Cerebellar Units Show Several Types of Long-Lasting Posttetanic Responses to Telencephalic Stimulation in Catfish

Abstract
Extracellular spikes from Purkinje and eurydendroid cells as well as evoked field potentials were recorded from the cerebellum in a catfish following trains of 50–100 stimuli at 2–10 Hz delivered to the area dorsalis centralis (Dc) of the telencephalon. Forty out of 48 Purkinje cells tested showed some response, either an increase or a decrease in the level of ongoing spike discharge following the 10- to 25-second tetanic pulse trains. The altered level lasted for > 3 min. Four out of 16 eurydendroid cells showed an increase in posttrain ongoing discharge; none showed a decrease. In those Purkinje cells responding to single pulse stimulation with early excitation, that response was converted to early inhibition during the later cycles of a tetanic pulse train. When tested with posttrain stimulation, they resumed the pretrain early excitation about 100 s after the train; before that, the recovery stages are complex, neither a simple continuation of, nor a simple rebound from, the later cycles of the stimulus train. Bursting discharge of Purkinje cells is often induced or, if already present, enhanced and regularized, typically at approximately 3/s, by train stimulation of Dc. This pattern begins during the train but continues for tens of seconds after its end.
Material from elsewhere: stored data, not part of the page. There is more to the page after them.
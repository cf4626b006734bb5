//! # Path Reconstruction Search
//!
//! Breadth-first search backwards from a target over the reverse adjacency
//! view, stopping at the first recipe whose ingredients are all basic.
//!
//! The returned path lists items to craft, from the one closest to the
//! basics up to the target. It is a witness, not an optimum: recipes are
//! tried in insertion order and the first fully basic one wins, without
//! weighing quantities or comparing alternatives.

use std::collections::{HashSet, VecDeque};

use crate::graph::DependencyGraph;
use crate::recipe::RecipeSet;

/// Finds one crafting path from `basics` to `target`.
///
/// Returns `Some(vec![])` if `target` is basic already and `None` when no
/// chain of recipes resolves to basic resources.
#[must_use]
pub fn crafting_path(
    graph: &DependencyGraph,
    recipes: &RecipeSet,
    target: &str,
    basics: &HashSet<String>,
) -> Option<Vec<String>> {
    if basics.contains(target) {
        return Some(Vec::new());
    }

    let mut visited: HashSet<&str> = HashSet::from([target]);
    let mut queue: VecDeque<(&str, Vec<&str>)> = VecDeque::from([(target, vec![target])]);

    while let Some((current, path)) = queue.pop_front() {
        for recipe in graph.producers(current).iter().filter_map(|&id| recipes.get(id)) {
            let mut all_basic = true;

            for line in &recipe.ingredients {
                let ingredient = line.item.as_str();
                if basics.contains(ingredient) {
                    continue;
                }
                all_basic = false;
                if visited.insert(ingredient) {
                    let mut extended = Vec::with_capacity(path.len() + 1);
                    extended.push(ingredient);
                    extended.extend_from_slice(&path);
                    queue.push_back((ingredient, extended));
                }
            }

            if all_basic {
                tracing::debug!("Crafting path for '{}': {:?}", target, path);
                return Some(path.into_iter().map(str::to_owned).collect());
            }
        }
    }

    tracing::debug!("No crafting path for '{}'", target);
    None
}

#[cfg(test)]
mod tests {
    use super::*;
    use crate::recipe::Recipe;

    fn setup(recipes: &[(&str, &[(&str, i64)])]) -> (DependencyGraph, RecipeSet) {
        let mut set = RecipeSet::new();
        let mut graph = DependencyGraph::new();
        for &(result, ingredients) in recipes {
            let recipe = Recipe::new(set.next_id(), result, 1, ingredients).unwrap();
            graph.link(&recipe);
            set.push(recipe).unwrap();
        }
        (graph, set)
    }

    fn basics(names: &[&str]) -> HashSet<String> {
        names.iter().map(|&n| n.to_owned()).collect()
    }

    #[test]
    fn test_basic_target_has_empty_path() {
        let (graph, set) = setup(&[("Plank", &[("Wood", 1)])]);
        assert_eq!(crafting_path(&graph, &set, "Wood", &basics(&["Wood"])), Some(vec![]));
    }

    #[test]
    fn test_single_hop() {
        let (graph, set) = setup(&[("Plank", &[("Wood", 1)])]);
        let path = crafting_path(&graph, &set, "Plank", &basics(&["Wood"])).unwrap();
        assert_eq!(path, ["Plank"]);
    }

    #[test]
    fn test_path_runs_from_basics_to_target() {
        let (graph, set) = setup(&[
            ("Plank", &[("Wood", 1)]),
            ("Handle", &[("Plank", 2)]),
            ("Sword", &[("Handle", 1), ("Iron", 1)]),
        ]);
        let path = crafting_path(&graph, &set, "Sword", &basics(&["Wood", "Iron"])).unwrap();
        assert_eq!(path, ["Plank", "Handle", "Sword"]);
    }

    #[test]
    fn test_first_satisfied_recipe_wins() {
        let (graph, set) = setup(&[
            ("Plank", &[("Wood", 1)]),
            ("Torch", &[("Plank", 1)]),
            ("Torch", &[("Coal", 1)]),
        ]);
        // The second Torch recipe is fully basic, so the search stops there
        // before ever expanding Plank.
        let path = crafting_path(&graph, &set, "Torch", &basics(&["Wood", "Coal"])).unwrap();
        assert_eq!(path, ["Torch"]);
    }

    #[test]
    fn test_no_recipe_means_not_found() {
        let (graph, set) = setup(&[("Plank", &[("Wood", 1)])]);
        assert_eq!(crafting_path(&graph, &set, "Diamond", &basics(&["Wood"])), None);
    }

    #[test]
    fn test_unresolvable_chain_not_found() {
        let (graph, set) = setup(&[("Plank", &[("Wood", 1)])]);
        assert_eq!(crafting_path(&graph, &set, "Plank", &basics(&["Iron"])), None);
    }

    #[test]
    fn test_cycle_does_not_loop_forever() {
        let (graph, set) = setup(&[("A", &[("B", 1)]), ("B", &[("A", 1)])]);
        assert_eq!(crafting_path(&graph, &set, "A", &basics(&["Wood"])), None);
    }
}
The effects of a stimulus train on the mean frequency and on the pattern of ongoing discharge depend on the train parameters: intensity, duration and stimulus rate within the train; 4–5 Hz is most effective. Higher rates or repeated trains produce a more intense but shorter-lasting effect. Evoked field potentials change during a train, and posttrain test stimuli show a slow recovery, especially after longer pulse trains. The cerebrocerebellar influence in a teleost is nontrivial, widespread, differentiated and shows long-lasting posttetanic plasticity.